The Grey Zone: Use/Attribution of Statistical Generated Imagery

I ran a long topic here starting June 2022 as I explored and read about the rapidly moving space of what I formerly referred to as AI Generated media*

After an OEG Voices podcast recording session today with @poritzj I am refraining from using the AI phrase. Jonathan makes a strong case that what we are really talking about has nothing to do with intelligence, more properly called “large statistical models” Stay tuned for that episode to be out soon at https://voices.oeglobal.org/

The Girl in the Yellow Hat

I am talking about these kinds of images (screenshot) I generated using DALL-E (it’s now open to anyone to use) that even managed to not get tripped up in my typo

“How does this machine work?” she wonders. “And what can I do with what it spits out? Who does it belong to?”

Lifting some from what I posted in the Creative Commons cc-edu Slack channel…
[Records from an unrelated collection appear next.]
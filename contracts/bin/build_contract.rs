#![doc = "Binary for building wasm files from odra contracts."]
#![no_std]
#![no_main]
#![allow(unused_imports, clippy::single_component_path_imports)]
use lava_vault_contracts;
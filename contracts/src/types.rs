//! Common types used across the vaults.

use odra::prelude::*;
use odra::casper_types::U256;

/// Strategy registry row
#[odra::odra_type]
pub struct StrategyEntry {
    /// Operator-chosen strategy id
    pub id: u32,
    /// Strategy adapter contract
    pub adapter: Address,
    /// Target share of non-reserve capital, in bps
    pub allocation_bps: u32,
    /// Whether the routers use this strategy
    pub enabled: bool,
}

/// Where a price came from
#[odra::odra_type]
#[derive(Copy)]
pub enum PriceSource {
    /// Fresh value from the configured oracle
    Oracle,
    /// Configured fixed price used while the oracle is unavailable
    Fallback,
}

/// Price resolved for the collateral asset
#[odra::odra_type]
pub struct PriceQuote {
    /// USD price with 8 decimals
    pub value: U256,
    /// Oracle timestamp, or the block time when the fallback was used
    pub timestamp: u64,
    /// Price source
    pub source: PriceSource,
    /// True when the oracle could not be used
    pub degraded: bool,
}

/// Leveraged position of the cross-chain vault
#[odra::odra_type]
#[derive(Default)]
pub struct CrossChainPosition {
    /// Collateral registered with the position (asset decimals)
    pub collateral_balance: U256,
    /// Outstanding debt (USD, 12 decimals)
    pub debt_value: U256,
    /// Principal sent over the bridge (USD, 6 decimals)
    pub bridged_value: U256,
    /// Collateral credited by conversion but not yet delivered to custody
    pub unsettled_collateral: U256,
}

impl CrossChainPosition {
    /// Collateral actually held by the vault
    pub fn custody(&self) -> U256 {
        self.collateral_balance.saturating_sub(self.unsettled_collateral)
    }
}

/// Cross-chain vault configuration
#[odra::odra_type]
pub struct CrossChainConfig {
    /// Oracle asset id for the collateral price
    pub asset_id: String,
    /// Decimals of the collateral asset
    pub asset_decimals: u8,
    /// Loan-to-value used for borrowing, in bps
    pub ltv_bps: u32,
    /// Liquidation threshold used by the health factor, in bps
    pub liquidation_threshold_bps: u32,
    /// Upper bound on loops per deposit
    pub max_loops: u8,
    /// Price used while the oracle is unavailable (8 decimals)
    pub fallback_price: U256,
    /// Oracle values older than this (block time units) are unavailable
    pub max_price_age: u64,
    /// Whether anyone may trigger a harvest
    pub permissionless_harvest: bool,
}

impl Default for CrossChainConfig {
    fn default() -> Self {
        Self {
            asset_id: String::from("BTCUSD"),
            asset_decimals: 9,
            ltv_bps: 2000,
            liquidation_threshold_bps: 8000,
            max_loops: 3,
            fallback_price: U256::from(119_670u64) * U256::from(100_000_000u64),
            max_price_age: 3_600_000,
            permissionless_harvest: true,
        }
    }
}

/// Outcome of a harvest
#[odra::odra_type]
#[derive(Default)]
pub struct HarvestReport {
    /// Profit realized from the yield source (USD, 6 decimals)
    pub profit: U256,
    /// Debt repaid (USD, 12 decimals)
    pub debt_repaid: U256,
    /// Collateral credited from the remainder (asset decimals)
    pub collateral_added: U256,
}
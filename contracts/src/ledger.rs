//! Share/asset accounting.
//!
//! Both directions round down, so rounding can only move value from the
//! redeemer to the vault and a deposit followed by an immediate redemption
//! never returns more than was deposited.

use odra::casper_types::U256;
use crate::errors::VaultError;
use crate::units::{mul_div, WAD};

/// Shares minted for `assets` deposited into a vault holding `total_assets`
/// against `total_shares`.
///
/// The first deposit is minted 1:1. Shares outstanding against zero assets
/// is an inconsistent state and is rejected with `DivisionDegenerate`.
pub fn shares_for_deposit(
    assets: U256,
    total_assets: U256,
    total_shares: U256,
) -> Result<U256, VaultError> {
    if total_shares.is_zero() {
        return Ok(assets);
    }
    if total_assets.is_zero() {
        return Err(VaultError::DivisionDegenerate);
    }
    mul_div(assets, total_shares, total_assets).ok_or(VaultError::ArithmeticOverflow)
}

/// Assets redeemable for `shares`.
pub fn assets_for_shares(
    shares: U256,
    total_assets: U256,
    total_shares: U256,
) -> Result<U256, VaultError> {
    if total_shares.is_zero() {
        return Ok(U256::zero());
    }
    mul_div(shares, total_assets, total_shares).ok_or(VaultError::ArithmeticOverflow)
}

/// Assets per share scaled by 1e18. 1.0 before the first deposit.
pub fn share_price(total_assets: U256, total_shares: U256) -> U256 {
    if total_shares.is_zero() {
        return U256::from(WAD);
    }
    mul_div(total_assets, U256::from(WAD), total_shares).unwrap_or(U256::MAX)
}
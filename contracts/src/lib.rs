//! Lava Vault Contracts
//!
//! Multi-strategy and cross-chain leveraged vaults for the native asset.
//!
//! ## Architecture
//!
//! - **PortfolioVault**: Splits deposits between a liquid reserve and a
//!   registry of strategy adapters; withdrawals draw on the reserve first
//! - **CrossChainVault**: Borrows against deposited collateral, bridges the
//!   borrowed value to a yield source and loops the position
//! - **Mocks**: Reference strategy adapter, bridge and price oracle
//!
//! ## Accounting
//!
//! Both vaults mint shares against NAV taken before the deposit. Pure math
//! lives in `ledger`, `allocation`, `divestment`, `leverage`, `harvest` and
//! `oracle`; contract modules turn their errors into reverts.

#![cfg_attr(target_arch = "wasm32", no_std)]

#[cfg(target_arch = "wasm32")]
extern crate alloc;

// Re-export odra for downstream usage
pub use odra;

// Core module declarations
pub mod types;
pub mod errors;
pub mod events;
pub mod units;
pub mod interfaces;

// Pure math
pub mod ledger;
pub mod allocation;
pub mod divestment;
pub mod leverage;
pub mod harvest;
pub mod oracle;

// Submodules
pub mod access_control;
pub mod shares;
pub mod registry;

// Contract modules
pub mod portfolio_vault;
pub mod cross_chain_vault;
pub mod mocks;
//! Cross-Chain Vault Contract
//!
//! Leveraged vault for the native asset. Deposited collateral stays in
//! custody; a fraction of its value is borrowed against it and sent over the
//! bridge to an external yield source. Yield harvested back repays the debt
//! first and then compounds into collateral.
//!
//! ## Position accounting
//!
//! - `collateral_balance` in asset units, `debt_value` in USD (12 decimals)
//! - `bridged_value` is the principal at the yield source (USD, 6 decimals)
//! - collateral credited by loop steps and harvests is `unsettled` until a
//!   settler delivers the native backing
//!
//! NAV is `collateral_balance + units(bridged_value) - units(debt_value)` at
//! the current price, so deposits and loops leave the share price unchanged.

use odra::prelude::*;
use odra::casper_types::U256;
use odra::ContractRef;
use crate::access_control::{Capability, Grants};
use crate::errors::VaultError;
use crate::events::{
    CapabilityGranted, CapabilityRevoked, CollateralSettled, CollateralWithdrawn, Harvested,
    LeveragedDeposit, LoopHalted,
};
use crate::harvest::{accrued_profit, apply_harvest};
use crate::interfaces::{BridgeContractRef, PriceOracleContractRef};
use crate::ledger;
use crate::leverage::{
    forced_step, is_healthy, leverage_ratio, plan_loops, validate_config, Exposure, MAX_LEVERAGE_LOOPS,
};
use crate::oracle::resolve_price;
use crate::shares::ShareToken;
use crate::types::{CrossChainConfig, CrossChainPosition, HarvestReport, PriceQuote};
use crate::units::{bps_of, collateral_to_usd12, u256_to_u512, u512_to_u256, usd12_to_usd6};

/// Cross-Chain Vault Contract
#[odra::module(events = [
    LeveragedDeposit,
    LoopHalted,
    Harvested,
    CollateralSettled,
    CollateralWithdrawn,
    CapabilityGranted,
    CapabilityRevoked
])]
pub struct CrossChainVault {
    /// Capability table
    grants: SubModule<Grants>,
    /// Share ledger
    shares: SubModule<ShareToken>,
    /// Loan and price parameters
    config: Var<CrossChainConfig>,
    /// Leveraged position
    position: Var<CrossChainPosition>,
    /// Bridge / yield source
    bridge: Var<Address>,
    /// Price oracle; the fallback price is used while unset
    oracle: Var<Option<Address>>,
    /// Set while a mutating call is in flight
    locked: Var<bool>,
}
//! Interfaces of the external collaborators the vaults call.

use odra::prelude::*;
use odra::casper_types::U256;

/// Strategy adapter owned by a portfolio vault.
///
/// `invest` receives the amount as attached native value. `divest` sends
/// back at most `requested` and returns what it actually sent.
#[odra::external_contract]
pub trait StrategyAdapter {
    fn total_assets(&self) -> U256;
    fn invest(&mut self);
    fn divest(&mut self, requested: U256) -> U256;
}

/// Bridge to the external yield source. Amounts are USD with 6 decimals.
#[odra::external_contract]
pub trait Bridge {
    fn bridge_out(&mut self, amount: U256);
    /// Release accrued yield above principal back to the caller
    fn bridge_in(&mut self) -> U256;
    /// Value held at the yield source for the caller
    fn balance_of(&self) -> U256;
}

/// Price oracle returning `(value, timestamp)` with 8-decimal values.
#[odra::external_contract]
pub trait PriceOracle {
    fn latest_value(&self, asset_id: String) -> (U256, u64);
}
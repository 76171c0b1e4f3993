//! Vault error definitions.

use odra::prelude::*;

/// Vault errors
#[repr(u16)]
#[derive(Debug, PartialEq, Eq, Clone, Copy)]
pub enum VaultError {
    // Amount errors (1xx)
    InvalidAmount = 100,
    InsufficientShares = 101,
    InsufficientAllowance = 102,

    // Registry errors (2xx)
    InvalidAllocation = 200,
    StrategyNotFound = 201,
    StrategyAlreadyExists = 202,
    TooManyStrategies = 203,

    // Liquidity errors (3xx)
    InsufficientLiquidity = 300,

    // Access control errors (4xx)
    Unauthorized = 400,
    ReentrantCall = 401,

    // Oracle errors (5xx)
    OraclePriceUnavailable = 500,

    // Leverage errors (6xx)
    HealthFactorViolation = 600,
    TooManyLoops = 601,

    // Arithmetic errors (7xx)
    DivisionDegenerate = 700,
    ArithmeticOverflow = 701,

    // Configuration errors (9xx)
    InvalidConfig = 900,
}

impl VaultError {
    pub const fn message(&self) -> &'static str {
        match self {
            VaultError::InvalidAmount => "Invalid amount",
            VaultError::InsufficientShares => "Insufficient share balance",
            VaultError::InsufficientAllowance => "Insufficient share allowance",

            VaultError::InvalidAllocation => "Allocation exceeds available basis points",
            VaultError::StrategyNotFound => "Strategy not found",
            VaultError::StrategyAlreadyExists => "Strategy id already registered",
            VaultError::TooManyStrategies => "Strategy registry is full",

            VaultError::InsufficientLiquidity => "Insufficient liquidity to serve withdrawal",

            VaultError::Unauthorized => "Unauthorized: caller lacks capability",
            VaultError::ReentrantCall => "Reentrant call rejected",

            VaultError::OraclePriceUnavailable => "Oracle price unavailable",

            VaultError::HealthFactorViolation => "Health factor would fall to or below 1.0",
            VaultError::TooManyLoops => "Requested loops exceed configured maximum",

            VaultError::DivisionDegenerate => "Shares outstanding against zero assets",
            VaultError::ArithmeticOverflow => "Arithmetic overflow",

            VaultError::InvalidConfig => "Invalid configuration parameter",
        }
    }
}

impl core::fmt::Display for VaultError {
    fn fmt(&self, f: &mut core::fmt::Formatter<'_>) -> core::fmt::Result {
        f.write_str(self.message())
    }
}

impl From<VaultError> for OdraError {
    fn from(error: VaultError) -> Self {
        #[cfg(target_arch = "wasm32")]
        {
            OdraError::user(error as u16)
        }

        #[cfg(not(target_arch = "wasm32"))]
        {
            OdraError::user(error as u16, error.message())
        }
    }
}
//! Events emitted by the vaults.

use odra::prelude::*;
use odra::casper_types::U256;
use crate::access_control::Capability;
use crate::types::PriceSource;

#[odra::event]
pub struct Deposited {
    pub caller: Address,
    pub receiver: Address,
    pub assets: U256,
    pub shares: U256,
    pub reserve_portion: U256,
}

#[odra::event]
pub struct Withdrawn {
    pub owner: Address,
    pub receiver: Address,
    pub shares: U256,
    pub assets: U256,
    pub from_strategies: U256,
}

#[odra::event]
pub struct StrategyInvested {
    pub strategy_id: u32,
    pub amount: U256,
}

#[odra::event]
pub struct StrategyDivested {
    pub strategy_id: u32,
    pub requested: U256,
    pub returned: U256,
}

#[odra::event]
pub struct StrategyAdded {
    pub strategy_id: u32,
    pub adapter: Address,
    pub allocation_bps: u32,
    pub version: u64,
}

#[odra::event]
pub struct StrategyUpdated {
    pub strategy_id: u32,
    pub allocation_bps: u32,
    pub enabled: bool,
    pub version: u64,
}

#[odra::event]
pub struct ReserveBpsUpdated {
    pub reserve_bps: u32,
    pub version: u64,
}

#[odra::event]
pub struct Rebalanced {
    pub recalled: U256,
    pub invested: U256,
}

#[odra::event]
pub struct CapabilityGranted {
    pub capability: Capability,
    pub account: Address,
}

#[odra::event]
pub struct CapabilityRevoked {
    pub capability: Capability,
    pub account: Address,
}

#[odra::event]
pub struct LeveragedDeposit {
    pub receiver: Address,
    pub collateral: U256,
    pub shares: U256,
    pub borrowed: U256,
    pub bridged: U256,
    pub loops_executed: u8,
    pub price: U256,
    pub price_source: PriceSource,
}

/// A loop step was refused because it would leave the health factor at or below 1.0
#[odra::event]
pub struct LoopHalted {
    pub step: u8,
    pub health_factor: U256,
}

#[odra::event]
pub struct Harvested {
    pub profit: U256,
    pub debt_repaid: U256,
    pub collateral_added: U256,
    pub debt_after: U256,
    pub price_source: PriceSource,
}

#[odra::event]
pub struct CollateralSettled {
    pub amount: U256,
    pub unsettled_after: U256,
}

#[odra::event]
pub struct CollateralWithdrawn {
    pub owner: Address,
    pub receiver: Address,
    pub shares: U256,
    pub assets: U256,
}
#![doc = "Binary for building schema definitions from odra contracts."]
#[allow(unused_imports)]
use lava_vault_contracts;

#[cfg(not(target_arch = "wasm32"))]
extern "Rust" {
    fn module_schema() -> odra::contract_def::ContractBlueprint;
    fn casper_contract_schema() -> odra::schema::casper_contract_schema::ContractSchema;
}

#[cfg(not(target_arch = "wasm32"))]
fn main() {
    odra_build::schema(unsafe { crate::module_schema() }, unsafe {
        crate::casper_contract_schema()
    });
}
//! Harvest planning.
//!
//! Realized profit repays debt first; whatever is left is converted into
//! collateral, which raises NAV while the share count stays the same.

use odra::casper_types::U256;
use crate::types::{CrossChainPosition, HarvestReport};
use crate::units::{usd12_to_collateral, usd6_to_usd12};

/// Profit attributable to the bridged principal (USD, 6 decimals)
pub fn accrued_profit(yield_balance6: U256, bridged_value6: U256) -> U256 {
    yield_balance6.saturating_sub(bridged_value6)
}

/// Apply `realized6` of profit to `position` at `price8`.
///
/// Returns the updated position and what was done. A zero profit leaves the
/// position untouched.
pub fn apply_harvest(
    position: &CrossChainPosition,
    realized6: U256,
    price8: U256,
    asset_decimals: u8,
) -> (CrossChainPosition, HarvestReport) {
    if realized6.is_zero() {
        return (position.clone(), HarvestReport::default());
    }

    let profit12 = usd6_to_usd12(realized6);
    let debt_repaid = profit12.min(position.debt_value);
    let remainder12 = profit12 - debt_repaid;
    let collateral_added = usd12_to_collateral(remainder12, price8, asset_decimals);

    let mut next = position.clone();
    next.debt_value -= debt_repaid;
    next.collateral_balance += collateral_added;
    next.unsettled_collateral += collateral_added;

    (
        next,
        HarvestReport {
            profit: realized6,
            debt_repaid,
            collateral_added,
        },
    )
}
Beyond key issues of unclear bounds concepts of reuse go into the training set, and the muddy waters of copyright, I’d been thinking more practically as to what happens as content creators start to use imagery (and others to come).

What/how can they be licensed? And how the heck can they be attributed? I was talking about this in the office hours today with @nate who shared an example of how Creative Commons is starting to attribute such images

I commented that we have almost none of the TASL elements (from CC Attribution Best Practices- Title, Author, Source, License) to use.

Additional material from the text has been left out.